■ Instructions to follow
A stretch of the entries below is to be set down exactly, running from the line with "(MissingOriginMetadata(a), MissingOriginMetadata(b)) =>" through the line with "a1, end: a2", both included, and no other line.

(Saved entries)
use thiserror::Error;

use crate::constants::Seconds;

#[derive(Error, Debug)]
pub enum GridmtError {
    #[error("Invalid filter configuration: {0}")]
    InvalidFilterConfig(String),

    #[error("Invalid window configuration: {0}")]
    InvalidWindowConfig(String),

    #[error("Invalid weight configuration: {0}")]
    InvalidWeightConfig(String),

    #[error("Invalid pick configuration: {0}")]
    InvalidPickConfig(String),

    #[error("Pick strategy recognized but not implemented: {0}")]
    UnimplementedPickStrategy(String),

    #[error("Basis convention recognized but not implemented: {0}")]
    UnimplementedConvention(String),

    #[error("Weight file not found at: {0}")]
    WeightFileNotFound(String),

    #[error("Pick file not found at: {0}")]
    PickFileNotFound(String),

    #[error("FK database not found at: {0}")]
    FkDatabaseNotFound(String),

    #[error("Unable to parse weight file line: {0}")]
    WeightFileParsing(String),

    #[error("Unable to parse pick file line: {0}")]
    PickFileParsing(String),

    #[error("Missing station metadata for bundle: {0}")]
    MissingStationMetadata(String),

    #[error("Missing origin metadata for bundle: {0}")]
    MissingOriginMetadata(String),

    #[error("Missing station identifier")]
    MissingStationId,

    #[error("Missing tags on bundle: {0}")]
    MissingTags(String),

    #[error("Unknown tag: {0}")]
    UnknownTag(String),

    #[error("No cached phase picks for station: {0}")]
    PickNotFound(String),

    #[error("No arrival matching any of the requested phases: {0}")]
    ArrivalNotFound(String),

    #[error("SAC header field not found: {0}")]
    SacHeaderNotFound(String),

    #[error("Cut window [{start}, {end}] s falls outside the recorded trace span")]
    CutOutsideTrace { start: Seconds, end: Seconds },

    #[error("Source grid is empty")]
    EmptySourceGrid,

    #[error("Misfit column has wrong length: expected {expected}, got {actual}")]
    MisfitShapeMismatch { expected: usize, actual: usize },

    #[error("Unable to perform file operation: {0}")]
    IoError(#[from] std::io::Error),
}

impl PartialEq for GridmtError {
    fn eq(&self, other: &Self) -> bool {
        use GridmtError::*;
        match (self, other) {
            (InvalidFilterConfig(a), InvalidFilterConfig(b)) => a == b,
            (InvalidWindowConfig(a), InvalidWindowConfig(b)) => a == b,
            (InvalidWeightConfig(a), InvalidWeightConfig(b)) => a == b,
            (InvalidPickConfig(a), InvalidPickConfig(b)) => a == b,
            (UnimplementedPickStrategy(a), UnimplementedPickStrategy(b)) => a == b,
            (UnimplementedConvention(a), UnimplementedConvention(b)) => a == b,
            (WeightFileNotFound(a), WeightFileNotFound(b)) => a == b,
            (PickFileNotFound(a), PickFileNotFound(b)) => a == b,
            (FkDatabaseNotFound(a), FkDatabaseNotFound(b)) => a == b,
            (WeightFileParsing(a), WeightFileParsing(b)) => a == b,
            (PickFileParsing(a), PickFileParsing(b)) => a == b,
            (MissingStationMetadata(a), MissingStationMetadata(b)) => a == b,
            (MissingOriginMetadata(a), MissingOriginMetadata(b)) => a == b,
            (MissingTags(a), MissingTags(b)) => a == b,
            (UnknownTag(a), UnknownTag(b)) => a == b,
            (PickNotFound(a), PickNotFound(b)) => a == b,
            (ArrivalNotFound(a), ArrivalNotFound(b)) => a == b,
            (SacHeaderNotFound(a), SacHeaderNotFound(b)) => a == b,
            (
                CutOutsideTrace { start: a1, end: a2 },
                CutOutsideTrace { start: b1, end: b2 },
            ) => a1 == b1 && a2 == b2,
            (
                MisfitShapeMismatch {
                    expected: a1,
                    actual: a2,
                },
                MisfitShapeMismatch {
                    expected: b1,
                    actual: b2,
                },
            ) => a1 == b1 && a2 == b2,

            // Unit variants
            (MissingStationId, MissingStationId) => true,
            (EmptySourceGrid, EmptySourceGrid) => true,

            // Not comparable beyond the variant itself
            (IoError(_), IoError(_)) => true,

            _ => false,
        }
    }
}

■ Exercise response
            (MissingOriginMetadata(a), MissingOriginMetadata(b)) => a == b,
            (MissingTags(a), MissingTags(b)) => a == b,
            (UnknownTag(a), UnknownTag(b)) => a == b,
            (PickNotFound(a), PickNotFound(b)) => a == b,
            (ArrivalNotFound(a), ArrivalNotFound(b)) => a == b,
            (SacHeaderNotFound(a), SacHeaderNotFound(b)) => a == b,
            (
                CutOutsideTrace { start: a1, end: a2 },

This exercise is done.